Giving it to God was the default way to handle mental illness until the middle ages. At that point, someone got the crazy idea that maybe it was naturally occurring and started pursuing that route.
Since then the average for successful outcomes have been steadily improving.

And i speak from experience too, much as you do, but I'll bet you a beer that the difference is that my experiences can be independently verified and are documented.

Prup (aka Jim Benton) said...

First, Lee: I think you understate the case. It is not just in medicine that 'giving it to God' has shown no record of success comparable to the record science has accomplished. I'll ask you, and more, any believers, any area where they can claim that 'giving it to God' HAS succeeded better than purely secular action by man.

I'll give one main example, the weather. As long as things like lightning and hurricanes were viewed as 'Acts of God' the death toll kept about the same. But lightning rods, satellite weather viewing and predicting, etc. have lessened -- not eliminated but lessened the toll from these 'acts of God.'

Imagine the following 'mind-experiment.' Imagine a town full of believers who decide to 'give' traffic control to God, for one week. During that week there would be no traffic enforcement, the traffic lights would be turned off, no use of radar or enforcement of drunk driving regulations, etc. But every person in that town would report to Church every morning and pray, sincerely that they would be kept safe from traffic accidents. The results I leave to your imagination -- but I wouldn't set foot in that town that week.

As to 3M's cliches about 'not putting God to the test,' doesn't God want people to believe in him? And by responding to such a test, he would immediately bring thousands of skeptics, doubters, and unbelievers -- as well as believers in 'false religions' to belief in Him.

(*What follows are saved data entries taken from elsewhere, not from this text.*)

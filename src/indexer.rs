//! Turns raw file content into vector-store rows. Owns the invariant that a
//! file's chunks are replaced atomically: every indexing call deletes the
//! file's prior rows before inserting the new ones.

use crate::chunker::{chunk_text, ChunkerConfig};
use crate::embeddings::EmbeddingModel;
use crate::metadata::{self, FileDescriptor, FileEntry, MetadataStore};
use crate::storage::{ChunkRow, VectorStore};
use anyhow::{Context, Result};
use std::path::Path;

/// Chunk, embed, and upsert `text` under `file_path`. Returns the number of
/// chunks written. The caller is responsible for updating the metadata
/// store's `{hash, chunks, indexed_at}` entry afterward.
pub async fn index_document(
    store: &VectorStore,
    embeddings: &dyn EmbeddingModel,
    chunking: &ChunkerConfig,
    file_path: &str,
    text: &str,
) -> Result<usize> {
    store
        .delete(file_path)
        .await
        .context("failed to clear prior chunks before reindexing")?;

    let chunks = chunk_text(text, *chunking);
    if chunks.is_empty() {
        return Ok(0);
    }

    let texts: Vec<&str> = chunks.iter().map(|c| c.text.as_str()).collect();
    let vectors = embeddings
        .embed_documents(&texts)
        .context("failed to embed chunks for indexing")?;

    let file_hash = metadata::fingerprint(file_path).unwrap_or_default();
    let total_chunks = chunks.len() as u32;

    let rows: Vec<ChunkRow> = chunks
        .into_iter()
        .zip(vectors)
        .map(|(chunk, vector)| ChunkRow {
            file_path: file_path.to_string(),
            chunk_index: chunk.chunk_index as u32,
            total_chunks,
            text: chunk.text,
            file_hash: file_hash.clone(),
            vector,
            distance: None,
        })
        .collect();

    let count = rows.len();
    store
        .upsert_chunks(file_path, rows)
        .await
        .context("failed to upsert chunk rows")?;

    Ok(count)
}

/// Index every file in `folder` that `get_files_needing_index` reports as
/// new or changed, skipping blank files, and remove rows for files that no
/// longer exist. Returns the count of files (re)indexed. Updates
/// `metadata_store`'s entry for `folder` with the resulting file map.
pub async fn index_folder(
    store: &VectorStore,
    embeddings: &dyn EmbeddingModel,
    chunking: &ChunkerConfig,
    metadata_store: &MetadataStore,
    folder: &Path,
) -> Result<usize> {
    let folder_str = folder.to_string_lossy().to_string();
    let entry = metadata_store.find_or_create_index(&folder_str);

    let all_files: Vec<FileDescriptor> = std::fs::read_dir(folder)
        .context("failed to list connector items folder")?
        .filter_map(|e| e.ok())
        .map(|e| e.path())
        .filter(|p| p.extension().and_then(|e| e.to_str()) == Some("txt"))
        .map(|p| FileDescriptor {
            path: p.to_string_lossy().to_string(),
        })
        .collect();

    let (to_index, _unchanged, deleted) =
        metadata_store.get_files_needing_index(&folder_str, &all_files);

    let mut files_metadata = entry.files.clone();
    let mut indexed = 0usize;

    for path in &deleted {
        store.delete(path).await.ok();
        files_metadata.remove(path);
    }

    for file in &to_index {
        let content = match std::fs::read_to_string(&file.path) {
            Ok(c) => c,
            Err(e) => {
                tracing::warn!(path = %file.path, error = %e, "failed to read file for indexing");
                continue;
            }
        };
        if content.trim().is_empty() {
            continue;
        }

        let chunk_count =
            index_document(store, embeddings, chunking, &file.path, &content).await?;

        let hash = metadata::fingerprint(&file.path).unwrap_or_default();
        files_metadata.insert(
            file.path.clone(),
            FileEntry {
                hash,
                chunks: chunk_count,
                indexed_at: chrono::Utc::now().to_rfc3339(),
            },
        );
        indexed += 1;
    }

    metadata_store.update_index_metadata(&folder_str, files_metadata);
    Ok(indexed)
}

#[cfg(test)]
mod tests {
    use super::*;

    struct StubEmbeddings;
    impl EmbeddingModel for StubEmbeddings {
        fn embed_query(&self, text: &str) -> Result<Vec<f32>> {
            self.embed_document(text)
        }
        fn embed_document(&self, text: &str) -> Result<Vec<f32>> {
            Ok(vec![text.len() as f32; 4])
        }
        fn dimension(&self) -> usize {
            4
        }
    }

    #[tokio::test]
    async fn empty_text_indexes_zero_chunks() {
        let dir = tempfile::tempdir().unwrap();
        let store = VectorStore::open(dir.path().to_str().unwrap(), "t", 4)
            .await
            .unwrap();
        let embeddings = StubEmbeddings;
        let chunking = ChunkerConfig::default();

        let count = index_document(&store, &embeddings, &chunking, "empty.txt", "")
            .await
            .unwrap();
        assert_eq!(count, 0);
    }

    #[tokio::test]
    async fn reindexing_replaces_prior_rows() {
        let dir = tempfile::tempdir().unwrap();
        let store = VectorStore::open(dir.path().to_str().unwrap(), "t", 4)
            .await
            .unwrap();
        let embeddings = StubEmbeddings;
        let chunking = ChunkerConfig {
            chunk_size: 20,
            overlap: 2,
        };

        index_document(&store, &embeddings, &chunking, "a.txt", "hello world this is a test")
            .await
            .unwrap();
        let first_count = store.scan_all().await.unwrap().len();
        assert!(first_count > 0);

        index_document(&store, &embeddings, &chunking, "a.txt", "short")
            .await
            .unwrap();
        let rows = store.scan_all().await.unwrap();
        assert_eq!(rows.len(), 1);
        assert_eq!(rows[0].text, "short");
    }
}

Your comments "If someone doubts you and holds to that doubt, there is nothing you can do to convince that person. But if someone knows you and is open to trusting you, then you are not even scrutinized in the first place, are you??" are simply nonsense. That's what evidence is for. (A certain American President said very few sensible things in his career, but 'trust but verify' was one of them.)

Of course, if someone trusted me, I would still expect them to verify my statements. That's why I quote sources, that's why I welcome challenges -- and why I differed with John in the dispute that removed me as a member here.

More later, I'm running late for a doctor's appointment.

Manifesting Mini Me (MMM) said...

Lee, I'd love to have a beer with you, even though I prefer Merlot.

Mr. Prup, to have to justify onesself is a burdensome way to relate I think. I'd rather be in the company of those who simply enjoy each other and have each others' best interests at heart. But I thank you for the conversation.

Manifesting Mini Me (MMM) said...

One more thing;

Lee referred to the part to whole fallacy - You are welcome to your definition but I believe that faith and grace allow time for sorting out - progressing and growing towards forming values, conviction, discernment, priorities. This is a process that is repeatedly referred to by Jesus' words. By faith, I am enabled to see and tell the difference between what consitutes divine love and behavior that is infected by pride. Our worldly lives do eventually arrive at a culminating point, but, by grace, we are not required to live habitually and compulsively by black and white determinations.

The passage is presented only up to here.